Thromboelastography also known as TEG is a serum laboratory test that determines coagulation of blood. Blood clotting is called hemostasis and is an active, extremely complex process, involving many interacting factors including clotting, fibrinolytic proteins, activators, inhibitors and cellular elements (Eitel, 2012). It can help in determining if a patient may have a clotting factor or anemia by looking at clot strength and fibrinolysis. The test is usually utilized for surgery and anesthesia and does not replace other serum coagulation tests such as prothrombin time (PT,INR) or partial thromboplastin time (aPTT). TEG is able to assess platelet function, clot strength, and fibrinolysis where these other tests cannot.
Hemophilia A is a disorder in which the blood doesn’t clot normally due to the lack of blood clothing factor VIII. Hemophilia A is also known as the ‘Classic Hemophilia.’ According to the CDC, hemophilia will occur in approximately 1 in 5,000 live births. It is called classic hemophilia due to the fact that this hemophilia is four times more common as hemophilia B. This disorder is mainly a hereditary bleeding disorder which is caused by an inherited X linked recessive trait. Some acquired forms do exist as well, largely in older patients, due to autoantibodies directed against factor VIII. The defected gene is located on the X chromosome. And it results from a heterogeneous mutation in factor VIII gene that maps for Xq28.
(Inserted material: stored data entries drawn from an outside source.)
//! dict/mod.rs
//! Digested dictionaries and the dictionary trainer.
//!
//! Dictionaries are immutable once built and are shared through `Arc`; the
//! last owner (caller or pinning context) frees the engine object.

pub mod compress;
pub mod decompress;
pub mod train;

pub use compress::CompressionDictionary;
pub use decompress::DecompressionDictionary;
pub use train::train;
//! handle.rs
//! Mark-invalid-then-release lifecycle shared by every handle object.
//!
//! Design notes:
//! - A handle is `Live(T)` until closed, then `Closed` forever.
//! - `close()` flips the state before dropping the resource, so a panic in a
//!   resource destructor can never leave a half-released live handle.
//! - Using a closed handle is a usage error (`HandleClosed`); closing twice is
//!   a no-op.

use std::mem;

use log::debug;

use crate::types::{HandleKind, Result, ZstdError};

#[derive(Debug)]
enum State<T> {
    Live(T),
    Closed,
}

#[derive(Debug)]
pub struct Handle<T> {
    kind: HandleKind,
    state: State<T>,
}

impl<T> Handle<T> {
    pub fn new(kind: HandleKind, value: T) -> Self {
        Self { kind, state: State::Live(value) }
    }

    pub fn kind(&self) -> HandleKind {
        self.kind
    }

    pub fn is_closed(&self) -> bool {
        matches!(self.state, State::Closed)
    }

    pub fn get(&self) -> Result<&T> {
        match &self.state {
            State::Live(v) => Ok(v),
            State::Closed => Err(ZstdError::HandleClosed(self.kind)),
        }
    }

    pub fn get_mut(&mut self) -> Result<&mut T> {
        match &mut self.state {
            State::Live(v) => Ok(v),
            State::Closed => Err(ZstdError::HandleClosed(self.kind)),
        }
    }

    /// Release the resource. Returns `false` if it was already released.
    pub fn close(&mut self) -> bool {
        match mem::replace(&mut self.state, State::Closed) {
            State::Live(value) => {
                drop(value);
                debug!("{} released", self.kind);
                true
            }
            State::Closed => false,
        }
    }
}
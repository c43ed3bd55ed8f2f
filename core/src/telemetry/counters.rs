//! telemetry/counters.rs
//! Per-context counters for streaming calls.
//!
//! Counters are plain integers owned by the context (`&mut self` access), so
//! no atomics are needed. Merge per-context counters with `+=` for totals.

use std::ops::AddAssign;

use serde::{Deserialize, Serialize};

use crate::stream::StreamOutput;

#[derive(Default, Clone, Debug, PartialEq, Eq, Serialize, Deserialize)]
pub struct StreamCounters {
    /// Successful streaming or block calls.
    pub calls: u64,
    pub bytes_in: u64,
    pub bytes_out: u64,
    /// Destination buffer growths across all calls.
    pub buffer_grows: u64,
    /// Largest destination buffer offered to the engine.
    pub peak_capacity: u64,
    /// Frames seen to end (decode side only).
    pub frames_ended: u64,
}

impl StreamCounters {
    /// Record one driven streaming call.
    pub fn record_stream(&mut self, out: &StreamOutput) {
        self.calls += 1;
        self.bytes_in += out.consumed as u64;
        self.bytes_out += out.data.len() as u64;
        self.buffer_grows += out.grows as u64;
        self.peak_capacity = self.peak_capacity.max(out.peak_capacity as u64);
    }

    /// Record one single-shot call (block or dictionary frame).
    pub fn record_single(&mut self, bytes_in: usize, bytes_out: usize, capacity: usize) {
        self.calls += 1;
        self.bytes_in += bytes_in as u64;
        self.bytes_out += bytes_out as u64;
        self.peak_capacity = self.peak_capacity.max(capacity as u64);
    }

    pub fn record_frame_end(&mut self) {
        self.frames_ended += 1;
    }

    pub fn merge(&mut self, other: &StreamCounters) {
        self.calls += other.calls;
        self.bytes_in += other.bytes_in;
        self.bytes_out += other.bytes_out;
        self.buffer_grows += other.buffer_grows;
        self.peak_capacity = self.peak_capacity.max(other.peak_capacity);
        self.frames_ended += other.frames_ended;
    }
}

impl AddAssign for StreamCounters {
    fn add_assign(&mut self, rhs: Self) {
        self.merge(&rhs);
    }
}
//! zstd-handle-core
//!
//! Handle-based Zstandard binding: streaming contexts with a growable output
//! protocol, parameter sets, shared dictionaries and one-shot frame helpers.
//! No Python, no PyO3. Engine FFI lives in `engine` only.

#![deny(unsafe_code)]

// Shared and top level
pub mod constants;
pub mod types;
pub mod utils;

// Engine boundary
#[allow(unsafe_code)]
pub mod engine;

pub mod handle;
pub mod params;
pub mod stream;
pub mod telemetry;

// Handle objects
pub mod context;
pub mod dict;
pub mod frame;

// -----------------------------------------------------------------------------
// Prelude (Rust users)
// -----------------------------------------------------------------------------
pub mod prelude {
    pub use crate::context::{CompressionContext, DecompressionContext};
    pub use crate::dict::{CompressionDictionary, DecompressionDictionary};
    pub use crate::frame::{compress, decompress, get_frame_content_size, is_frame};
    pub use crate::params::{CompressionParameterSet, ParameterDescriptor};
    pub use crate::stream::StreamConfig;
    pub use crate::types::{Direction, EndMode, ResetMode, ZstdError};
}
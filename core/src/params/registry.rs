//! params/registry.rs
//! Fixed name <-> engine code tables for both directions.
//!
//! Design notes:
//! - One ordered table of `(name, code)` pairs per direction; the position in
//!   the table is the descriptor index, so name and code lookups always agree.
//! - Table lengths are part of their types; adding or dropping a row without
//!   updating the count fails to compile.
//! - Experimental parameters are addressed through the engine's
//!   `experimentalParamN` slots.

use std::fmt;

use zstd_sys::{ZSTD_cParameter, ZSTD_dParameter};

use crate::types::{Direction, Result, ZstdError};

pub const ENCODE_PARAMETER_COUNT: usize = 31;
pub const DECODE_PARAMETER_COUNT: usize = 5;

static ENCODE_PARAMETERS: [(&str, ZSTD_cParameter); ENCODE_PARAMETER_COUNT] = [
    ("compressionLevel", ZSTD_cParameter::ZSTD_c_compressionLevel),
    ("windowLog", ZSTD_cParameter::ZSTD_c_windowLog),
    ("hashLog", ZSTD_cParameter::ZSTD_c_hashLog),
    ("chainLog", ZSTD_cParameter::ZSTD_c_chainLog),
    ("searchLog", ZSTD_cParameter::ZSTD_c_searchLog),
    ("minMatch", ZSTD_cParameter::ZSTD_c_minMatch),
    ("targetLength", ZSTD_cParameter::ZSTD_c_targetLength),
    ("strategy", ZSTD_cParameter::ZSTD_c_strategy),
    ("enableLongDistanceMatching", ZSTD_cParameter::ZSTD_c_enableLongDistanceMatching),
    ("ldmHashLog", ZSTD_cParameter::ZSTD_c_ldmHashLog),
    ("ldmMinMatch", ZSTD_cParameter::ZSTD_c_ldmMinMatch),
    ("ldmBucketSizeLog", ZSTD_cParameter::ZSTD_c_ldmBucketSizeLog),
    ("ldmHashRateLog", ZSTD_cParameter::ZSTD_c_ldmHashRateLog),
    ("contentSizeFlag", ZSTD_cParameter::ZSTD_c_contentSizeFlag),
    ("checksumFlag", ZSTD_cParameter::ZSTD_c_checksumFlag),
    ("dictIDFlag", ZSTD_cParameter::ZSTD_c_dictIDFlag),
    ("nbWorkers", ZSTD_cParameter::ZSTD_c_nbWorkers),
    ("jobSize", ZSTD_cParameter::ZSTD_c_jobSize),
    ("overlapLog", ZSTD_cParameter::ZSTD_c_overlapLog),
    ("rsyncable", ZSTD_cParameter::ZSTD_c_experimentalParam1),
    ("format", ZSTD_cParameter::ZSTD_c_experimentalParam2),
    ("forceMaxWindow", ZSTD_cParameter::ZSTD_c_experimentalParam3),
    ("forceAttachDict", ZSTD_cParameter::ZSTD_c_experimentalParam4),
    ("literalCompressionMode", ZSTD_cParameter::ZSTD_c_experimentalParam5),
    ("targetCBlockSize", ZSTD_cParameter::ZSTD_c_targetCBlockSize),
    ("srcSizeHint", ZSTD_cParameter::ZSTD_c_experimentalParam7),
    ("enableDedicatedDictSearch", ZSTD_cParameter::ZSTD_c_experimentalParam8),
    ("stableInBuffer", ZSTD_cParameter::ZSTD_c_experimentalParam9),
    ("stableOutBuffer", ZSTD_cParameter::ZSTD_c_experimentalParam10),
    ("blockDelimiters", ZSTD_cParameter::ZSTD_c_experimentalParam11),
    ("validateSequences", ZSTD_cParameter::ZSTD_c_experimentalParam12),
];

static DECODE_PARAMETERS: [(&str, ZSTD_dParameter); DECODE_PARAMETER_COUNT] = [
    ("windowLogMax", ZSTD_dParameter::ZSTD_d_windowLogMax),
    ("format", ZSTD_dParameter::ZSTD_d_experimentalParam1),
    ("stableOutBuffer", ZSTD_dParameter::ZSTD_d_experimentalParam2),
    ("forceIgnoreChecksum", ZSTD_dParameter::ZSTD_d_experimentalParam3),
    ("refMultipleDDicts", ZSTD_dParameter::ZSTD_d_experimentalParam4),
];

/// A resolved parameter: direction plus row in that direction's table.
#[derive(Copy, Clone, Debug, PartialEq, Eq, Hash)]
pub struct ParameterDescriptor {
    direction: Direction,
    index: usize,
}

impl ParameterDescriptor {
    pub fn direction(&self) -> Direction {
        self.direction
    }

    pub fn index(&self) -> usize {
        self.index
    }

    pub fn name(&self) -> &'static str {
        match self.direction {
            Direction::Compress => ENCODE_PARAMETERS[self.index].0,
            Direction::Decompress => DECODE_PARAMETERS[self.index].0,
        }
    }

    /// Engine numeric code of the parameter.
    pub fn code(&self) -> i32 {
        match self.direction {
            Direction::Compress => ENCODE_PARAMETERS[self.index].1 as i32,
            Direction::Decompress => DECODE_PARAMETERS[self.index].1 as i32,
        }
    }

    pub(crate) fn encode_key(&self) -> Result<ZSTD_cParameter> {
        match self.direction {
            Direction::Compress => Ok(ENCODE_PARAMETERS[self.index].1),
            Direction::Decompress => Err(self.wrong_direction(Direction::Compress)),
        }
    }

    pub(crate) fn decode_key(&self) -> Result<ZSTD_dParameter> {
        match self.direction {
            Direction::Decompress => Ok(DECODE_PARAMETERS[self.index].1),
            Direction::Compress => Err(self.wrong_direction(Direction::Decompress)),
        }
    }

    fn wrong_direction(&self, wanted: Direction) -> ZstdError {
        ZstdError::UnknownParameter { direction: wanted, name: self.name().to_owned() }
    }
}

impl fmt::Display for ParameterDescriptor {
    fn fmt(&self, f: &mut fmt::Formatter<'_>) -> fmt::Result {
        write!(f, "{} ({} {})", self.name(), self.direction, self.code())
    }
}

fn table_len(direction: Direction) -> usize {
    match direction {
        Direction::Compress => ENCODE_PARAMETER_COUNT,
        Direction::Decompress => DECODE_PARAMETER_COUNT,
    }
}

/// Look a parameter up by its public name.
pub fn resolve(direction: Direction, name: &str) -> Result<ParameterDescriptor> {
    let found = match direction {
        Direction::Compress => ENCODE_PARAMETERS.iter().position(|(n, _)| *n == name),
        Direction::Decompress => DECODE_PARAMETERS.iter().position(|(n, _)| *n == name),
    };
    found
        .map(|index| ParameterDescriptor { direction, index })
        .ok_or_else(|| ZstdError::UnknownParameter { direction, name: name.to_owned() })
}

/// Look a parameter up by its engine code.
pub fn resolve_code(direction: Direction, code: i32) -> Option<ParameterDescriptor> {
    let found = match direction {
        Direction::Compress => ENCODE_PARAMETERS.iter().position(|(_, c)| *c as i32 == code),
        Direction::Decompress => DECODE_PARAMETERS.iter().position(|(_, c)| *c as i32 == code),
    };
    found.map(|index| ParameterDescriptor { direction, index })
}

/// Every descriptor of a direction, in table order.
pub fn descriptors(direction: Direction) -> impl Iterator<Item = ParameterDescriptor> {
    (0..table_len(direction)).map(move |index| ParameterDescriptor { direction, index })
}

pub fn names(direction: Direction) -> impl Iterator<Item = &'static str> {
    descriptors(direction).map(|d| d.name())
}
//! ffi/cctx.rs

use pyo3::prelude::*;
use pyo3::types::{PyBytes, PyDict};

use zstd_handle::{context::CompressionContext, stream::StreamConfig, types::Direction};

use crate::ffi::dict::PyCompressionDictionary;
use crate::ffi::errors::{data_result, to_py_err};
use crate::ffi::options;
use crate::ffi::params::PyCompressionParameterSet;
use crate::ffi::stats::stats_dict;

#[pyclass(name = "CompressionContext", module = "rust_zstd")]
pub struct PyCompressionContext {
    inner: CompressionContext,
}

#[pymethods]
impl PyCompressionContext {
    #[new]
    #[pyo3(signature = (initial_capacity = None, max_capacity = None))]
    fn new(initial_capacity: Option<usize>, max_capacity: Option<usize>) -> PyResult<Self> {
        let config = StreamConfig::new(initial_capacity, max_capacity);
        let inner = CompressionContext::with_config(config).map_err(to_py_err)?;
        Ok(Self { inner })
    }

    fn get_parameter(&self, name: &str) -> PyResult<i32> {
        self.inner.get_parameter(name).map_err(to_py_err)
    }

    fn set_parameter(&mut self, name: &str, value: i32) -> PyResult<()> {
        self.inner.set_parameter(name, value).map_err(to_py_err)
    }

    fn set_parameters(&mut self, params: PyRef<'_, PyCompressionParameterSet>) -> PyResult<()> {
        self.inner.set_parameters(&params.inner).map_err(to_py_err)
    }

    /// `-1` means unknown.
    fn set_pledged_src_size(&mut self, size: i64) -> PyResult<()> {
        self.inner.set_pledged_src_size(size).map_err(to_py_err)
    }

    /// Returns compressed bytes, or `(None, message)` on failure.
    #[pyo3(signature = (data, mode = None))]
    fn compress_stream(
        &mut self,
        py: Python<'_>,
        data: &[u8],
        mode: Option<&Bound<'_, PyAny>>,
    ) -> PyResult<PyObject> {
        let mode = options::end_mode(mode)?;
        let inner = &mut self.inner;
        let result = py.allow_threads(|| inner.compress_stream(data, mode));
        data_result(py, result, |v| PyBytes::new_bound(py, &v).into_any().unbind())
    }

    /// Raw block without frame header; empty bytes mean "store raw".
    #[pyo3(signature = (data, dictionary = None))]
    fn compress_block(
        &mut self,
        py: Python<'_>,
        data: &[u8],
        dictionary: Option<PyRef<'_, PyCompressionDictionary>>,
    ) -> PyResult<PyObject> {
        let dict = match &dictionary {
            Some(d) => Some(d.inner.get().map_err(to_py_err)?),
            None => None,
        };
        let result = self.inner.compress_block(data, dict);
        data_result(py, result, |v| PyBytes::new_bound(py, &v).into_any().unbind())
    }

    fn compress_using_dictionary(
        &mut self,
        py: Python<'_>,
        data: &[u8],
        dictionary: PyRef<'_, PyCompressionDictionary>,
    ) -> PyResult<PyObject> {
        let dict = dictionary.inner.get().map_err(to_py_err)?;
        let result = self.inner.compress_using_dictionary(data, dict);
        data_result(py, result, |v| PyBytes::new_bound(py, &v).into_any().unbind())
    }

    #[pyo3(signature = (mode = None))]
    fn reset(&mut self, mode: Option<&Bound<'_, PyAny>>) -> PyResult<()> {
        let mode = options::reset_mode(mode)?;
        self.inner.reset(mode).map_err(to_py_err)
    }

    fn stats<'py>(&self, py: Python<'py>) -> PyResult<Bound<'py, PyDict>> {
        stats_dict(py, self.inner.counters(), Direction::Compress)
    }

    fn close(&mut self) -> bool {
        self.inner.close()
    }

    #[getter]
    fn closed(&self) -> bool {
        self.inner.is_closed()
    }

    fn __enter__(slf: PyRef<'_, Self>) -> PyRef<'_, Self> {
        slf
    }

    #[pyo3(signature = (_exc_type = None, _exc = None, _tb = None))]
    fn __exit__(
        &mut self,
        _exc_type: Option<&Bound<'_, PyAny>>,
        _exc: Option<&Bound<'_, PyAny>>,
        _tb: Option<&Bound<'_, PyAny>>,
    ) -> bool {
        self.inner.close();
        false
    }
}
Coagulation is a process where there is a blood clot formation at the site of an injured blood vessel. Once there has been an injury to the blood vessel wall, vasoconstriction immediately occurs, and then we get primary haemostasis. Platelet activation occurs in this process and they adhere to the subendothelial complex. There is a formation of fibrin in this process and this leads to a haemostatic plug being formed at the site of injury. Secondary haemostasis also occurs simultaneously with primary haemostasis. In this process, tissue factors are involved in the initiation of the coagulation cascade. The end result of the coagulation cascade is the activation of thrombin. Thrombin is an important enzyme in haemostasis as it is needed for the conversion of fibrinogen to an insoluble fibrin monomer to form the matrix of the clot and also it is important for further platelet activation. (Khan and Dickerman, 2006; Hoffman, 2003; Clemetson, 2012; Arnout et al., 2006; Hawiger, 1987; Green, 2006)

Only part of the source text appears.